I need to go to the bank before it closes
You won’t have much time
I have to try. Can you watch her
It’s no problem
I listen to the singing and push open the door without understanding a word.
I try to run and lurch down the sidewalk, feet slapping against cobblestones. The people on the street stand alert, watching me out of the side of their eyes.
I’ve memorized German bank hours: nine to noon, hour lunch, prompt close at four. With a four-day weekend, I desperately need the cash as my debit card is frozen, and my AMEX is near useless.
I’m sweating when I reach the bank. The sliding glass doors part, and instead of finding shelter, I walk into a sauna. If it’s 75 outside (whatever-the-fuck Celsius) it’s 90 in the bank.
I walk up to the youngest, and most likely to speak English, teller.
My card has been turned off
Ok, let’s see why. What’s your account number
I don’t know
It’s on your monthly statements
I don’t have those
You don’t keep your monthly statements
Here’s my passport, can you look it up
He looks to his left, staring at a white wall. I look too, expecting to understand something. All I see is pulsating white.
Yes, passport is enough
I can smell us. There’s no escape when it’s hot. They not only don’t have air conditioners, they don’t believe in them.
Ah, your card has been locked because you didn’t respond to text
Would it have been in German
I don’t speak German
Yes, but they need text from you
Can you reactivate it
Yes, what’s your pin
No, internet pin. You made it when you opened account
I forgot it
You forgot something only you would know
Yeah, I guess
That’s ok. We make you a new pin
It needs to be five lubbers
Did you say letters
I stare at the keyboard. The smell is overwhelming. I can’t tell if it’s him, me or everyone else. Her birthday. 22312.
Ok, your card will work again. Next time you get text from bank make sure you respond to it
Outside is physical relief. My sweat dries in the air as I walk. I sweat a lot more since I switched to deodorant that doesn’t kill me.
So many people are sitting at small cafés enjoying the day. I feel like I’m barreling to some inevitable conclusion, while the world stalls, everyone eating ice cream, staring at nothing.
Back at the flat I pick up my daughter and an ice-pack, thank my neighbor, and start heading for the door.
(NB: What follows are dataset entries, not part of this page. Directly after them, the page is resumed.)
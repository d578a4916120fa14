//! Resilience for backend calls.
//!
//! - A circuit breaker per stage, so a failing backend is skipped
//!   instead of timing out field after field
//! - Per-call deadlines, applied by the engines with `tokio::time::timeout`
//! - Backoff retries of transient provider errors, inside [`LlmBackend`](crate::backend::LlmBackend)

mod circuit_breaker;

pub use circuit_breaker::{BackendStage, CircuitBreaker, CircuitBreakerConfig, CircuitState};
Say goodbye to the Mädchens honey
I fireman carry her to the car. She wraps her arms around my neck and kisses me on the cheek.
In the car
She goes dead weight in my arms, almost spilling onto the pavement. I juggle her into a ball and dump her in the backseat. She splays out sideways across the car seat.
I toss half a Mars bar I was saving into the backseat.
I want to pound the gas but I’m so bad with a stick that I know I would kill it. I back out slowly, letting a pack of bikers pass, and then sputter down the street. I accelerate as best I can on the straightaways while she sings along loudly to Micky Mouse.
I coast into the parking lot and see her mom texting on the phone. Three minutes late.
I had a really nice time with you. I’m going to see you again very soon
I lift her out of the car seat and hug her. She hugs me back, only for a moment, and then starts to squirm.
I set her down and she runs to the car.
I watch the car drive away. I stall the engine as I back out of the parking lot and try to shift into first.